Nitric oxide (NO) is the main final effector for penile erection achievement and maintenance in men and it constitutes a crucial target for therapeutical strategies addressed to the treatment of erectile dysfunction. The role of sex steroids penile NO pathway is still unclear, but some data suggest a positive role of androgens. In order to study the effects of sildenafil on human sleep-related erections according to the state of androgenization, we recently evaluated the effects of sildenafil (S) or placebo (P) on sleep-related erections in hypogonadal (H) men with very low testosterone levels: <200 ng/dl (6.93 nmol/L), before (H−T) and during (H+T) testosterone replacement treatment (T) and in control (C) subjects. Sleep-related erections were impaired in hypogonadal men before testosterone treatment (H−T+P) when compared with control subjects taking placebo (C+P). Testosterone alone (H+T+P) and sildenafil alone (H−T+S) restored normal sleep related erections, however, the combined treatment (sildenafil + testosterone) resulted in the maximum positive effect on sleep-related erections parameters. The effects of testosterone plus sildenafil resulted higher than the sum of the effects of both drugs used alone. Sildenafil administered at bedtime improves sleep-related erections in hypogonadal men, suggesting that the nitric oxide pathway may be pharmacologically enrolled and enhanced despite low serum testosterone.
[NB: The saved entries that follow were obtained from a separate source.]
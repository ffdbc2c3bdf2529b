//! Database schema definitions

use rusqlite::Connection;
use tracing::info;

use crate::error::TrackerError;

/// Current schema version for migrations
pub const SCHEMA_VERSION: i32 = 1;

/// Initialize the database schema
pub fn init_schema(conn: &Connection) -> Result<(), TrackerError> {
    let current_version = get_schema_version(conn)?;

    if current_version == 0 {
        info!("Creating new database schema v{}", SCHEMA_VERSION);
        create_tables(conn)?;
        set_schema_version(conn, SCHEMA_VERSION)?;
    } else if current_version > SCHEMA_VERSION {
        return Err(TrackerError::Internal(format!(
            "Database schema v{} is newer than supported v{}",
            current_version, SCHEMA_VERSION
        )));
    } else {
        info!("Database schema is up to date (v{})", current_version);
    }

    Ok(())
}

/// Get current schema version (0 if not initialized)
fn get_schema_version(conn: &Connection) -> Result<i32, TrackerError> {
    conn.execute(
        "CREATE TABLE IF NOT EXISTS schema_version (version INTEGER NOT NULL)",
        [],
    ).map_err(|e| TrackerError::Internal(format!("Failed to create schema_version table: {}", e)))?;

    let version: Option<i32> = conn
        .query_row("SELECT version FROM schema_version LIMIT 1", [], |row| row.get(0))
        .map(Some)
        .or_else(|e| match e {
            rusqlite::Error::QueryReturnedNoRows => Ok(None),
            other => Err(other),
        })?;

    Ok(version.unwrap_or(0))
}

/// Set schema version
fn set_schema_version(conn: &Connection, version: i32) -> Result<(), TrackerError> {
    conn.execute("DELETE FROM schema_version", [])
        .map_err(|e| TrackerError::Internal(format!("Failed to clear schema_version: {}", e)))?;
    conn.execute("INSERT INTO schema_version (version) VALUES (?)", [version])
        .map_err(|e| TrackerError::Internal(format!("Failed to set schema_version: {}", e)))?;
    Ok(())
}

/// Create all tables
fn create_tables(conn: &Connection) -> Result<(), TrackerError> {
    conn.execute_batch(HIERARCHY_SCHEMA)
        .map_err(|e| TrackerError::Internal(format!("Failed to create hierarchy tables: {}", e)))?;

    conn.execute_batch(LEDGER_SCHEMA)
        .map_err(|e| TrackerError::Internal(format!("Failed to create ledger table: {}", e)))?;

    conn.execute_batch(INDEXES_SCHEMA)
        .map_err(|e| TrackerError::Internal(format!("Failed to create indexes: {}", e)))?;

    Ok(())
}

/// Indicators, milestones and activities
const HIERARCHY_SCHEMA: &str = r#"
CREATE TABLE IF NOT EXISTS indicators (
    id INTEGER PRIMARY KEY AUTOINCREMENT,
    strategic_id TEXT,
    year INTEGER NOT NULL,
    name TEXT NOT NULL,
    org_unit TEXT,
    collaborating_unit TEXT,
    area TEXT,
    strategic_line TEXT,
    indicator_type TEXT,

    -- Quantitative source fields; target is free text
    target TEXT,
    measure TEXT,
    actual REAL,

    has_milestones INTEGER NOT NULL DEFAULT 0,

    -- Rollup cache, written only by the aggregation path
    percentage INTEGER NOT NULL DEFAULT 0 CHECK(percentage >= 0 AND percentage <= 100),
    status TEXT NOT NULL DEFAULT 'not_started',

    owner TEXT,
    start_date TEXT,
    original_end_date TEXT,
    current_end_date TEXT,
    load_date TEXT NOT NULL DEFAULT (date('now')),
    created_at TEXT NOT NULL DEFAULT (datetime('now')),
    updated_at TEXT NOT NULL DEFAULT (datetime('now'))
);

CREATE TABLE IF NOT EXISTS milestones (
    id INTEGER PRIMARY KEY AUTOINCREMENT,
    indicator_id INTEGER NOT NULL,
    name TEXT NOT NULL,
    description TEXT,
    owner TEXT,
    start_date TEXT,
    planned_end_date TEXT,
    actual_end_date TEXT,
    ordinal INTEGER,

    -- Fallback when the ledger has no entry yet
    seed_percentage INTEGER NOT NULL DEFAULT 0 CHECK(seed_percentage >= 0 AND seed_percentage <= 100),
    -- Latest ledger value (or seed), refreshed on every report
    current_percentage INTEGER NOT NULL DEFAULT 0 CHECK(current_percentage >= 0 AND current_percentage <= 100),
    status TEXT NOT NULL DEFAULT 'not_started',

    load_date TEXT NOT NULL DEFAULT (date('now')),
    created_at TEXT NOT NULL DEFAULT (datetime('now')),
    updated_at TEXT NOT NULL DEFAULT (datetime('now')),

    FOREIGN KEY (indicator_id) REFERENCES indicators(id) ON DELETE CASCADE
);

CREATE TABLE IF NOT EXISTS activities (
    id INTEGER PRIMARY KEY AUTOINCREMENT,
    milestone_id INTEGER NOT NULL,
    description TEXT NOT NULL,
    owner TEXT,
    planned_start_date TEXT,
    planned_end_date TEXT,
    actual_date TEXT,
    status TEXT NOT NULL DEFAULT 'not_started',
    created_at TEXT NOT NULL DEFAULT (datetime('now')),
    updated_at TEXT NOT NULL DEFAULT (datetime('now')),

    FOREIGN KEY (milestone_id) REFERENCES milestones(id) ON DELETE CASCADE
);
"#;

/// Append-only monthly ledger
const LEDGER_SCHEMA: &str = r#"
CREATE TABLE IF NOT EXISTS monthly_reports (
    id INTEGER PRIMARY KEY AUTOINCREMENT,
    entity_kind TEXT NOT NULL CHECK(entity_kind IN ('milestone', 'activity')),
    entity_id INTEGER NOT NULL,
    month TEXT NOT NULL,
    percentage INTEGER NOT NULL CHECK(percentage >= 0 AND percentage <= 100),
    reported_by TEXT,
    report_date TEXT NOT NULL DEFAULT (date('now')),
    created_at TEXT NOT NULL DEFAULT (datetime('now')),
    UNIQUE(entity_kind, entity_id, month)
);
"#;

/// Index definitions for fast queries
const INDEXES_SCHEMA: &str = r#"
CREATE INDEX IF NOT EXISTS idx_indicators_year ON indicators(year);
CREATE INDEX IF NOT EXISTS idx_indicators_area ON indicators(area);
CREATE INDEX IF NOT EXISTS idx_indicators_owner ON indicators(owner);

CREATE INDEX IF NOT EXISTS idx_milestones_indicator ON milestones(indicator_id);
CREATE INDEX IF NOT EXISTS idx_milestones_order ON milestones(indicator_id, ordinal);
CREATE INDEX IF NOT EXISTS idx_milestones_owner ON milestones(owner);

CREATE INDEX IF NOT EXISTS idx_activities_milestone ON activities(milestone_id);
CREATE INDEX IF NOT EXISTS idx_activities_owner ON activities(owner);

CREATE INDEX IF NOT EXISTS idx_monthly_reports_entity ON monthly_reports(entity_kind, entity_id);
CREATE INDEX IF NOT EXISTS idx_monthly_reports_month ON monthly_reports(month);
"#;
Furthermore, these data strongly support the idea of a synergic effect of sildenafil and testosterone on sleep-related erections. In clinical practice this concept is supported by the evidence that testosterone treatment restores sildenafil efficacy in subjects with erectile dysfunction and low to low-normal serum testosterone, who were non-responder to sildenafil alone. The combined treatment seems to be efficacious also in subjects with metabolic diseases such as diabetes mellitus. Whether or not estrogens are able to modulate NO pathway within the penile tissue remains to be ascertained in detail, but an androgen-estrogen cross-talk seems to be involved in the pathophysiology of male penile erection, but concerning estrogens dose-response and in vivo studies are lacking.